What could be causing the sudden onset of my father's anxiety and depression?
We are at our wits end. My dad went from being a normal, healthy, functioning adult to an anxious, delusional, and depressed mess, within - and I'm not kidding - about three week's time. This was in May 2008. He has been put on Paxil, Ativan, Prozac, Wellbutrin, Risperdal, Effexor and Remeron with no relief of symptoms. In fact, he had to come off these medications to rule out Parkinson's, because he began to have those symptoms in February of 2009. He is a mess, and his primary care physician says that medically he's fine (except for the weight loss - he hardly eats).His psychiatrist said she doesn't know what else she can do for him and recommended he get an MRI. He he got an MRI and his neurologist said that his cognitive issues were due to his anxiety and depression and that he needed to visit with his PCP and psychiatrist to treat these conditions. However, he's already been that route and had to come OFF of the medications that they were trying to relieve the anxiety and depression symptoms because, as the neurologist believes, his Parkinson's symptoms were medication induced. In the meantime, my dad isn't sleeping and isn't functioning, which means it's a strain on my mom. He can't make decisions and he often refuses his medication. He was hospitalized last December in the psychiatric ward only to come out just as anxious as when he went in. What in the world do we do? From the reading I've done, it really seems like he has true Parkinson's but we are being dismissed. To top it off, he has an HMO so he is very limited where he can go. Please...anyone have any ideas? Where in the Colorado region could we take him for a second opinion that won't break the bank? His brain clearly is not working -- oh, yes, and his MRI, CT, and chest x-ray all came back clear. HELP!!!!!!!

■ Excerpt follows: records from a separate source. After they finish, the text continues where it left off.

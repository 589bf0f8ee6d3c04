use appsweep_core::model::{App, InventoryDocument, UninstallOutcome};

fn sample_app() -> App {
    App {
        display_name: "Example App".to_string(),
        display_version: "2.1.0".to_string(),
        publisher: "Example Corp".to_string(),
        install_date: "20240315".to_string(),
        uninstall_string: "\"C:\\Program Files\\Example\\unins000.exe\" /S".to_string(),
        install_location: "C:\\Program Files\\Example".to_string(),
        display_icon: "C:\\Program Files\\Example\\app.ico".to_string(),
        registry_key:
            "HKLM\\Software\\Microsoft\\Windows\\CurrentVersion\\Uninstall\\Example".to_string(),
        estimated_size: 204800,
    }
}

#[test]
fn export_document_uses_registry_value_names() {
    let json = serde_json::to_value(InventoryDocument::new(vec![sample_app()])).unwrap();

    assert_eq!(json["success"], true);
    assert!(json.get("error").is_none());

    let app = &json["apps"][0];
    for key in [
        "DisplayName",
        "DisplayVersion",
        "Publisher",
        "InstallDate",
        "UninstallString",
        "InstallLocation",
        "DisplayIcon",
        "RegistryKey",
        "EstimatedSize",
    ] {
        assert!(app.get(key).is_some(), "missing field {key}");
    }
    assert_eq!(app["EstimatedSize"], 204800);
}

#[test]
fn successful_outcome_omits_error_and_matches() {
    let outcome = UninstallOutcome::completed("application Example App was uninstalled".into());
    let json = serde_json::to_value(&outcome).unwrap();

    assert_eq!(json["success"], true);
    assert!(json.get("error").is_none());
    assert!(json.get("matches").is_none());
    assert_eq!(
        json["message"],
        "application Example App was uninstalled"
    );
}

#[test]
fn failed_outcome_omits_message() {
    let outcome = UninstallOutcome::failed("executable not found: C:\\gone.exe".into());
    let json = serde_json::to_value(&outcome).unwrap();

    assert_eq!(json["success"], false);
    assert!(json.get("message").is_none());
    assert_eq!(json["error"], "executable not found: C:\\gone.exe");
}

#[test]
fn outcome_round_trips_through_json() {
    let outcome = UninstallOutcome::ambiguous(vec![sample_app()]);
    let encoded = serde_json::to_string(&outcome).unwrap();
    let decoded: UninstallOutcome = serde_json::from_str(&encoded).unwrap();
    assert_eq!(decoded, outcome);
}
use std::fmt::{Display, Formatter};

#[derive(Debug, Clone, PartialEq, Eq)]
pub enum LaunchError {
    EmptyPath,
    Cancelled,
    Failed(u32),
    Unsupported,
}

impl Display for LaunchError {
    fn fmt(&self, f: &mut Formatter<'_>) -> std::fmt::Result {
        match self {
            Self::EmptyPath => write!(f, "uninstaller path is empty"),
            Self::Cancelled => write!(f, "elevation prompt was declined"),
            Self::Failed(code) => write!(f, "process creation failed (code {code})"),
            Self::Unsupported => write!(f, "elevated launch is only supported on Windows"),
        }
    }
}

impl std::error::Error for LaunchError {}

/// Starts `path` elevated with the given argument tokens and returns the new
/// process id without waiting for exit. Tokens are joined with single spaces;
/// any quoting the parser preserved goes through verbatim.
pub fn launch_elevated(path: &str, args: &[String]) -> Result<u32, LaunchError> {
    if path.trim().is_empty() {
        return Err(LaunchError::EmptyPath);
    }

    #[cfg(target_os = "windows")]
    {
        windows::shell_execute_elevated(path, &args.join(" "))
    }

    #[cfg(not(target_os = "windows"))]
    {
        let _ = args;
        Err(LaunchError::Unsupported)
    }
}

#[cfg(target_os = "windows")]
mod windows {
    use super::LaunchError;

    use windows_sys::Win32::Foundation::{CloseHandle, GetLastError, ERROR_CANCELLED};
    use windows_sys::Win32::System::Threading::GetProcessId;
    use windows_sys::Win32::UI::Shell::{
        ShellExecuteExW, SEE_MASK_NOCLOSEPROCESS, SHELLEXECUTEINFOW,
    };
    use windows_sys::Win32::UI::WindowsAndMessaging::SW_SHOWNORMAL;

    pub(super) fn shell_execute_elevated(
        path: &str,
        parameters: &str,
    ) -> Result<u32, LaunchError> {
        let verb_wide = to_wide("runas");
        let path_wide = to_wide(path);
        let parameters_wide = to_wide(parameters);
        let parameters_ptr = if parameters.trim().is_empty() {
            std::ptr::null()
        } else {
            parameters_wide.as_ptr()
        };

        let mut info: SHELLEXECUTEINFOW = unsafe { std::mem::zeroed() };
        info.cbSize = std::mem::size_of::<SHELLEXECUTEINFOW>() as u32;
        info.fMask = SEE_MASK_NOCLOSEPROCESS;
        info.lpVerb = verb_wide.as_ptr();
        info.lpFile = path_wide.as_ptr();
        info.lpParameters = parameters_ptr;
        info.nShow = SW_SHOWNORMAL;

        let created = unsafe { ShellExecuteExW(&mut info) };
        if created == 0 {
            let code = unsafe { GetLastError() };
            if code == ERROR_CANCELLED {
                return Err(LaunchError::Cancelled);
            }
            return Err(LaunchError::Failed(code));
        }

        if info.hProcess.is_null() {
            return Err(LaunchError::Failed(0));
        }

        let pid = unsafe { GetProcessId(info.hProcess) };
        unsafe {
            CloseHandle(info.hProcess);
        }
        if pid == 0 {
            return Err(LaunchError::Failed(0));
        }
        Ok(pid)
    }

    fn to_wide(value: &str) -> Vec<u16> {
        value.encode_utf16().chain(std::iter::once(0)).collect()
    }
}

This sounds incredibly frustrating. Your dad must be extremely uncomfortable and no one seems to know how to help him. The symptoms you describe, can be caused by a number of medical illnesses, but I am presuming with all the care he has had, the workups did not find any such illnesses. His symptoms include decreased energy, cognitive problems, insomnia, decreased appetite, difficulty making decisions, sadness, anxiety and delusions. He sounds like he is feeling hopeless and is often refusing his medications. He has been tried on at least 5 antidepressants, Paxil, Prozac, Wellbutrin, Effexor and Remeron; at least one antipsychotic medication, Risperdal; and at least one antianxiety medication, Ativan. He has been hospitalized without success and has developed symptoms of Parkinson's Disease which may be a side effect of medications. The brain scans and neurologist suggest this is not dementia, but rather all a result of a severe depression.
Unfortunately, about 20% of people with severe depressions are refractory to medications, they just don't seem to help. Sometimes the depression will go away with time, but sometimes the symptoms hang on, as seems to have happened in your dad's case. The fact the symptoms came on so suddenly, also supports a diagnosis of depression rather than dementia, because usually dementia begins gradually and the symptoms increase over time.
Given that he has failed on 5 antidepressants and he has very severe symptoms, I would suggest you and your family speak with someone about the possibility of ECT, better known as shock treatments. It sounds like a brutal thing to do, but in this day and age it is painless and incredibly effective. In fact, it is the most effective treatment we have for depression. What heppens with ECT is that an anesthesiologist puts the person to sleep, then injects a medication to paralyze the muscles. A stimulus is administered that triggers a seizure, but the person is asleep and paralyzed, so there is no pain. They wake up shortly thereafter and magically after several of these sessions the depression usually gets dramatically better. It is not without risks, but leaving him as he is sounds miserable for him and your family. I am afraid I do not know enough about Colorado to give you a specific person to see, but any psychiatrist in your area should know who could possibly provide this for your dad. You might also want to call the Colorado chapter of the Alliance for the Mentally Ill, and speak to someone there about possible recommendations. This is an organization of people who have family members with mental illnesses and they are very helpful and knowledegable. The alternative is to continue to try antidepressants, perhaps with a second medication to improve the effectiveness, but given the 5 failures, new medications trials are not likely to be the answer.